The CIA's language skills failed to distinguish between two Abu Zubaydahs. The CIA also failed to properly identify training camps as belonging to the Islamic Union or Al Qaeda. In addition, it failed to distinguish between a house called The House of Martyrs and one called Martyr's House, even though one of these houses was in Afghanistan and run by Al Qaeda, while the other was in Pakistan and run by Abu Zubaydah of the Unlucky Name.
After the attacks of September 11, 2001, Abu Zubaydah headed off to Afghanistan to fight against a U.S. invasion. He claims not to have managed to actually fight the U.S. there. The United States, without evidence, claims he did. He openly says he intended to. He then caught wind of the fact that the U.S. was conducting a major search for him. He professed bewilderment, as he was neither Taliban not Al Qaeda, much less a top Al Qaeda leader as the U.S. claimed.

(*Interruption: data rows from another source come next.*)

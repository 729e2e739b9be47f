//! Time primitives for capture sessions
//!
//! Session time is monotonic and local: microseconds since the clock that
//! produced it was started. It is only ever compared against other readings
//! of the same clock.

use std::ops::{Add, Sub};
use std::time::Duration;

/// Session time - monotonic, local-driven
/// Represented as microseconds since clock start
#[derive(Clone, Copy, PartialEq, Eq, PartialOrd, Ord, Hash, Default)]
pub struct SessionTime(pub u64);

impl SessionTime {
    pub const ZERO: SessionTime = SessionTime(0);

    #[inline]
    pub fn from_micros(micros: u64) -> Self {
        SessionTime(micros)
    }

    #[inline]
    pub fn from_millis(millis: u64) -> Self {
        SessionTime(millis.saturating_mul(1000))
    }

    #[inline]
    pub fn as_micros(self) -> u64 {
        self.0
    }

    #[inline]
    pub fn as_millis(self) -> u64 {
        self.0 / 1000
    }

    #[inline]
    pub fn saturating_add(self, duration: Duration) -> Self {
        SessionTime(self.0.saturating_add(duration.as_micros() as u64))
    }

    /// Time elapsed since an earlier reading; zero if `earlier` is later
    #[inline]
    pub fn since(self, earlier: SessionTime) -> Duration {
        self - earlier
    }
}

impl Add<Duration> for SessionTime {
    type Output = SessionTime;

    #[inline]
    fn add(self, rhs: Duration) -> Self::Output {
        self.saturating_add(rhs)
    }
}

impl Sub<SessionTime> for SessionTime {
    type Output = Duration;

    #[inline]
    fn sub(self, rhs: SessionTime) -> Self::Output {
        Duration::from_micros(self.0.saturating_sub(rhs.0))
    }
}

impl std::fmt::Debug for SessionTime {
    fn fmt(&self, f: &mut std::fmt::Formatter<'_>) -> std::fmt::Result {
        write!(f, "t({:.3}ms)", self.0 as f64 / 1000.0)
    }
}

#[cfg(test)]
mod tests {
    use super::*;

    #[test]
    fn test_millis_roundtrip() {
        let t = SessionTime::from_millis(4999);
        assert_eq!(t.as_millis(), 4999);
        assert_eq!(t.as_micros(), 4_999_000);
    }

    #[test]
    fn test_from_millis_saturates() {
        assert_eq!(SessionTime::from_millis(u64::MAX).as_micros(), u64::MAX);
        assert_eq!(SessionTime::from_millis(u64::MAX / 1000).as_millis(), u64::MAX / 1000);
    }

    #[test]
    fn test_sub_saturates() {
        let early = SessionTime::from_millis(100);
        let late = SessionTime::from_millis(350);
        assert_eq!(late - early, Duration::from_millis(250));
        assert_eq!(early - late, Duration::ZERO);
        assert_eq!(late.since(early), Duration::from_millis(250));
    }

    #[test]
    fn test_add_duration() {
        let t = SessionTime::ZERO + Duration::from_millis(5000);
        assert_eq!(t, SessionTime::from_millis(5000));
    }
}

That the CIA was hunting for the wrong man, while the Abu Zubayda with ties to Al Qaeda was sitting in jail in Montana, is not somehow by the transitive properties of childish thinking, a statement that this Abu Zubaydah was a pacifist or a saint. He fought against a Soviet invasion of Afghanistan and a U.S. invasion of Afghanistan. We pacifists find fault with both of those actions, while the U.S. government praises one and condemns the other beyond any possibility of redemption.

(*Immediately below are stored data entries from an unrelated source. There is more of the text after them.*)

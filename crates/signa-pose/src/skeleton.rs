//! Hand skeleton topology
//!
//! The 21-point hand model: joint 0 is the wrist, then four joints per
//! finger from knuckle to tip. Bones are fixed parent/child pairs.

use signa_core::Joint;

/// Number of joints in the hand model
pub const HAND_JOINT_COUNT: usize = 21;

/// A bone between two joint ids (parent, child)
pub type Bone = (u32, u32);

/// Fixed bones of the hand model
pub const HAND_CONNECTIONS: [Bone; 20] = [
    // Thumb
    (0, 1),
    (1, 2),
    (2, 3),
    (3, 4),
    // Index
    (0, 5),
    (5, 6),
    (6, 7),
    (7, 8),
    // Middle
    (0, 9),
    (9, 10),
    (10, 11),
    (11, 12),
    // Ring
    (0, 13),
    (13, 14),
    (14, 15),
    (15, 16),
    // Pinky
    (0, 17),
    (17, 18),
    (18, 19),
    (19, 20),
];

/// Finger a joint belongs to
#[derive(Debug, Clone, Copy, PartialEq, Eq, Hash, PartialOrd, Ord)]
pub enum Finger {
    Wrist,
    Thumb,
    Index,
    Middle,
    Ring,
    Pinky,
}

impl Finger {
    /// Finger of a hand joint id, `None` outside the model
    pub fn of_joint(id: u32) -> Option<Finger> {
        match id {
            0 => Some(Finger::Wrist),
            1..=4 => Some(Finger::Thumb),
            5..=8 => Some(Finger::Index),
            9..=12 => Some(Finger::Middle),
            13..=16 => Some(Finger::Ring),
            17..=20 => Some(Finger::Pinky),
            _ => None,
        }
    }

    pub fn name(self) -> &'static str {
        match self {
            Finger::Wrist => "wrist",
            Finger::Thumb => "thumb",
            Finger::Index => "index finger",
            Finger::Middle => "middle finger",
            Finger::Ring => "ring finger",
            Finger::Pinky => "pinky",
        }
    }

    /// Tip joint id; the wrist is its own tip
    pub fn tip(self) -> u32 {
        match self {
            Finger::Wrist => 0,
            Finger::Thumb => 4,
            Finger::Index => 8,
            Finger::Middle => 12,
            Finger::Ring => 16,
            Finger::Pinky => 20,
        }
    }
}

/// Normalized joint position to surface pixel coordinates
pub fn to_pixels(joint: &Joint, width: u32, height: u32) -> (f32, f32) {
    (joint.x * width as f32, joint.y * height as f32)
}

/// Horizontally mirrored joints, for drawing over a mirrored preview
pub fn mirrored(joints: &[Joint]) -> Vec<Joint> {
    joints
        .iter()
        .map(|j| Joint::new(j.id, 1.0 - j.x, j.y))
        .collect()
}

/// Find a joint by id
pub fn find_joint(joints: &[Joint], id: u32) -> Option<&Joint> {
    joints.iter().find(|j| j.id == id)
}

/// Bones whose both endpoints are present in `joints`
pub fn present_bones(joints: &[Joint]) -> impl Iterator<Item = (&Joint, &Joint)> + '_ {
    HAND_CONNECTIONS.iter().filter_map(move |(a, b)| {
        let ja = find_joint(joints, *a)?;
        let jb = find_joint(joints, *b)?;
        Some((ja, jb))
    })
}

#[cfg(test)]
mod tests {
    use super::*;

    #[test]
    fn test_connections_cover_model() {
        let mut seen = [false; HAND_JOINT_COUNT];
        for (a, b) in HAND_CONNECTIONS {
            seen[a as usize] = true;
            seen[b as usize] = true;
        }
        assert!(seen.iter().all(|s| *s));
    }

    #[test]
    fn test_finger_lookup() {
        assert_eq!(Finger::of_joint(0), Some(Finger::Wrist));
        assert_eq!(Finger::of_joint(4), Some(Finger::Thumb));
        assert_eq!(Finger::of_joint(8), Some(Finger::Index));
        assert_eq!(Finger::of_joint(20), Some(Finger::Pinky));
        assert_eq!(Finger::of_joint(21), None);
        assert_eq!(Finger::Index.tip(), 8);
    }

    #[test]
    fn test_to_pixels() {
        let (x, y) = to_pixels(&Joint::new(0, 0.5, 0.25), 640, 480);
        assert!((x - 320.0).abs() < 1e-3);
        assert!((y - 120.0).abs() < 1e-3);
    }

    #[test]
    fn test_mirrored() {
        let joints = mirrored(&[Joint::new(3, 0.2, 0.7)]);
        assert!((joints[0].x - 0.8).abs() < 1e-6);
        assert_eq!(joints[0].y, 0.7);
        assert_eq!(joints[0].id, 3);
    }

    #[test]
    fn test_present_bones_skips_missing() {
        let joints = vec![Joint::new(0, 0.5, 0.5), Joint::new(1, 0.4, 0.4), Joint::new(5, 0.6, 0.4)];
        assert_eq!(present_bones(&joints).count(), 2);
    }
}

It is also possible that in 1999 this Abu Zubaydah helped to some extent with failed attacks in Jordan and the United States, referred to as "the millennium bomb plot," which Hickman and Kiriakou blame on Hamas and Hezbollah, not Al Qaeda, citing Saudi funding funneled through the SAAR Foundation in Herndon, Virginia, run by Alamoudi, a man who publicly supported Hamas and Hezbollah while also being made a guest at the White House on several occasions before and after September 11, 2001, in addition to being a "supporter" of George W. Bush's election campaign.
But it was not for that or any other possible offense that the CIA in February 2002 mounted a mammoth effort to raid fourteen locations in Pakistan simultaneously in hopes of capturing the wrong man. U.S. tax dollars invested in this ludicrous operation far more generously than in your children's schools. A man identified as Abu Zubaydah was nearly killed, just barely kept alive by top U.S. doctors jetted in for that purpose, and subsequently nearly killed through extensive torture over a period of years.

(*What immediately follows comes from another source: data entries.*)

//! Signa Scoring - External collaborators of the capture engine
//!
//! - [`ScoringService`]: judges an evidence batch for a lesson
//! - [`LessonInfo`]: reports how many frames a lesson needs
//! - [`HttpScoringClient`] / [`HttpLessonInfo`]: the backend over HTTP
//! - [`LocalScoringService`]: client-side scoring against reference gestures
//! - [`PlanResolver`]: per-session capture plan cache with a safe fallback

pub mod http;
pub mod local;
pub mod resolver;
pub mod service;

pub use http::*;
pub use local::*;
pub use resolver::*;
pub use service::*;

The questioning of this Abu Zubaydah did not begin immediately, however, because the CIA's "Counterterrorism" Center did not believe the right man had been seized. Once questioning did begin, "many in the CIA," according to Hickman and Kiriakou, wondered whether they had the right person. Such doubts were not allowed to stand in the way of a good opportunity for sadistic human experimentation.